Il retroscena dal 2022: perche tra i due c'e un conto aperto

Anche le raffiche di insulti nella nostra lingua hanno confermato che i due aspettassero solo l'occasione propizia per entrare in rotta di collisione. Il grande clamore generato dal duello ha sollevato i dubbi di tutti: quando è nata questa particolare rivalità? Secondo i media turchi, Vlahovic, ex di Fiorentina e Juventus, e Skriniar, ex di Sampdoria e Inter, hanno visto incrinarsi il loro rapporto nell'aprile 2022 in occasione di un match a Torino tra i bianconeri e i nerazzurri. In quell'occasione ad imporsi fu la squadra ospite. Un match molto teso con tanti contrasti al limite e una pioggia di ammonizioni.

Uno dei temi del match fu proprio il confronto tra Vlahovic e Skriniar, estremamente duro. Il centravanti non riuscì ad incidere praticamente mai nonostante la sua generosità, risultando evanescente. Grandi meriti da parte del difensore slovacco, che si rivelò un muro insormontabile ricorrendo anche ai cosiddetti "trucchetti del mestiere" (qualche provocazione e colpetto a palla lontana) per cercare di irretire il centravanti. Missione compiuta e grandi titoli per il centrale, bravo a disinnescare quello che era uno dei grandi protagonisti del match. E così si è arrivati ad un nuovo faccia a faccia in terra turca dove le cose hanno preso una brutta piega. Con il senno del poi, una piega decisamente non inaspettata.

La rivincita di Dusan

C'è anche da dire che questa volta le cose sono andate diversamente rispetto a quel precedente. Entrambi hanno segnato, ma la rete di Vlahovic è stata pesantissima e ha permesso al Besiktas di Italiano di conquistare la vittoria. La marcatura asfissiante di Skriniar, con il suo solito modus operandi, questa volta non ha funzionato del tutto.

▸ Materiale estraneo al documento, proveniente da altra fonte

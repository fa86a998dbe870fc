//! Card pair input model.

/// A front+back image set representing one physical card.
///
/// Both sides must be present before processing begins; a missing side is a
/// fatal per-pair error, never a fatal batch error.
#[derive(Debug, Clone, Default)]
pub struct CardPair {
    pub front_image: Option<Vec<u8>>,
    pub back_image: Option<Vec<u8>>,
}

impl CardPair {
    pub fn new(front_image: Option<Vec<u8>>, back_image: Option<Vec<u8>>) -> Self {
        Self { front_image, back_image }
    }

    /// A side counts as present only when it holds actual bytes.
    pub fn front(&self) -> Option<&[u8]> {
        self.front_image.as_deref().filter(|b| !b.is_empty())
    }

    pub fn back(&self) -> Option<&[u8]> {
        self.back_image.as_deref().filter(|b| !b.is_empty())
    }
}
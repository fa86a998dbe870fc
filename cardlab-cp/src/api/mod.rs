//! API endpoint handlers

pub mod batch;
pub mod health;
pub mod sse;

pub use batch::batch_routes;
pub use health::health_routes;
pub use sse::event_stream;
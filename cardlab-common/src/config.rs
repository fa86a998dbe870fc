//! Configuration loading for CardLab services.
//!
//! Resolution priority:
//! 1. `CARDLAB_CONFIG` environment variable (explicit file path)
//! 2. Platform config directory (`~/.config/cardlab/config.toml` on Linux)
//! 3. Compiled defaults
//!
//! Every field has a default so a partial TOML file is valid.

use crate::{Error, Result};
use serde::{Deserialize, Serialize};
use std::path::PathBuf;

/// Environment variable naming an explicit config file path.
pub const CONFIG_ENV_VAR: &str = "CARDLAB_CONFIG";

/// Top-level service configuration.
#[derive(Debug, Clone, Serialize, Deserialize)]
#[serde(default)]
pub struct CardLabConfig {
    /// Address the HTTP API binds to
    pub bind_address: String,
    /// Toolhost (external capability service) settings
    pub toolhost: ToolhostConfig,
    /// Optional remote planner; absent means the deterministic default plan
    pub planner: Option<PlannerConfig>,
    /// Identification confidence below this threshold flags needs-review
    pub confidence_threshold: f32,
    /// Session registry housekeeping
    pub session: SessionConfig,
}

/// Settings for the external tool-calling service.
#[derive(Debug, Clone, Serialize, Deserialize)]
#[serde(default)]
pub struct ToolhostConfig {
    /// Base URL of the toolhost, e.g. "http://127.0.0.1:8001"
    pub base_url: String,
    /// Per-call timeout for most capabilities (seconds)
    pub call_timeout_secs: u64,
    /// Grading is the slowest capability and gets a longer ceiling (seconds)
    pub grading_timeout_secs: u64,
}

/// Settings for the optional remote planning call.
#[derive(Debug, Clone, Serialize, Deserialize)]
pub struct PlannerConfig {
    /// Chat-completions style endpoint URL
    pub endpoint: String,
    /// Bearer token for the endpoint
    pub api_key: String,
    /// Model name to request
    pub model: String,
}

/// Session registry housekeeping settings.
#[derive(Debug, Clone, Serialize, Deserialize)]
#[serde(default)]
pub struct SessionConfig {
    /// Idle sessions are torn down after this many seconds
    pub idle_timeout_secs: u64,
    /// EventBus channel capacity
    pub event_capacity: usize,
}

impl Default for CardLabConfig {
    fn default() -> Self {
        Self {
            bind_address: "127.0.0.1:5731".to_string(),
            toolhost: ToolhostConfig::default(),
            planner: None,
            confidence_threshold: 0.8,
            session: SessionConfig::default(),
        }
    }
}

impl Default for ToolhostConfig {
    fn default() -> Self {
        Self {
            base_url: "http://127.0.0.1:8001".to_string(),
            call_timeout_secs: 120,
            grading_timeout_secs: 180,
        }
    }
}

impl Default for SessionConfig {
    fn default() -> Self {
        Self {
            idle_timeout_secs: 600,
            event_capacity: 1000,
        }
    }
}

impl CardLabConfig {
    /// Load configuration following the resolution priority order.
    ///
    /// A missing config file is not an error (defaults apply); an unreadable
    /// or malformed file is.
    pub fn load() -> Result<Self> {
        match resolve_config_path() {
            Some(path) => Self::load_from(&path),
            None => Ok(Self::default()),
        }
    }

    /// Load configuration from a specific TOML file.
    pub fn load_from(path: &std::path::Path) -> Result<Self> {
        let contents = std::fs::read_to_string(path).map_err(|e| {
            Error::Config(format!("Cannot read config file {}: {}", path.display(), e))
        })?;
        let config: CardLabConfig = toml::from_str(&contents)
            .map_err(|e| Error::Config(format!("Invalid config file {}: {}", path.display(), e)))?;
        config.validate()?;
        Ok(config)
    }

    fn validate(&self) -> Result<()> {
        if self.toolhost.base_url.is_empty() {
            return Err(Error::Config("toolhost.base_url must not be empty".to_string()));
        }
        if !(0.0..=1.0).contains(&self.confidence_threshold) {
            return Err(Error::Config(format!(
                "confidence_threshold must be within 0.0..=1.0, got {}",
                self.confidence_threshold
            )));
        }
        Ok(())
    }
}

/// Resolve the config file path, if any exists.
fn resolve_config_path() -> Option<PathBuf> {
    if let Ok(path) = std::env::var(CONFIG_ENV_VAR) {
        return Some(PathBuf::from(path));
    }

    let candidate = dirs::config_dir().map(|d| d.join("cardlab").join("config.toml"))?;
    if candidate.exists() {
        Some(candidate)
    } else {
        None
    }
}
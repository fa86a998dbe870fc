//! Common error types for CardLab

use thiserror::Error;

/// Common result type for CardLab operations
pub type Result<T> = std::result::Result<T, Error>;

/// Common error types across CardLab services
#[derive(Error, Debug)]
pub enum Error {
    /// I/O operation error (wraps std::io::Error)
    #[error("IO error: {0}")]
    Io(#[from] std::io::Error),

    /// Configuration loading or validation error
    #[error("Configuration error: {0}")]
    Config(String),

    /// Requested resource not found
    #[error("Not found: {0}")]
    NotFound(String),

    /// Invalid user input or request parameter
    #[error("Invalid input: {0}")]
    InvalidInput(String),

    /// Internal error
    #[error("Internal error: {0}")]
    Internal(String),
}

Cosa dice il regolamento: i rischi della Prova TV per Vlahovic

E la cosa potrebbe anche non finire qui visto che il gesto di Vlahovic con indice e pollice a cerchio con tre dita sollevate, considerato estremamente volgare e offensiva nella cultura locale, potrebbe finire al vaglio degli organi disciplinari e costargli anche una squalifica in base all'articolo 41 del regolamento della TFF. Il motivo? Una condotta ingiuriosa riscontrata attraverso le telecamere.

Il difensore slovacco ha impostato una partita d'impatto fisico primordiale, cercando l'anticipo sistematico sulla trequarti per non permettere mai al centravanti serbo di girarsi verso la porta. Una marcatura asfissiante — fatta di contatto visivo continuo, braccia larghe e costante lavoro d'usura sui primi metri — pensata per far perdere la lucidità al numero 9 del Besiktas. La reazione di Vlahovic, che dopo la rissa al 51′ sembrava sul punto di uscire mentalmente dalla gara, si è trasformata invece nel fattore decisivo: anziché innervosirsi ulteriormente, il serbo ha incanalato la rabbia agonistica per svettare di testa al 73′ e firmare il gol vittoria. Una risposta da attaccante di razza che dimostra come, al netto delle cadute di stile, il duello sul campo lo abbia vinto ancora una volta chi la palla l'ha spedita in rete.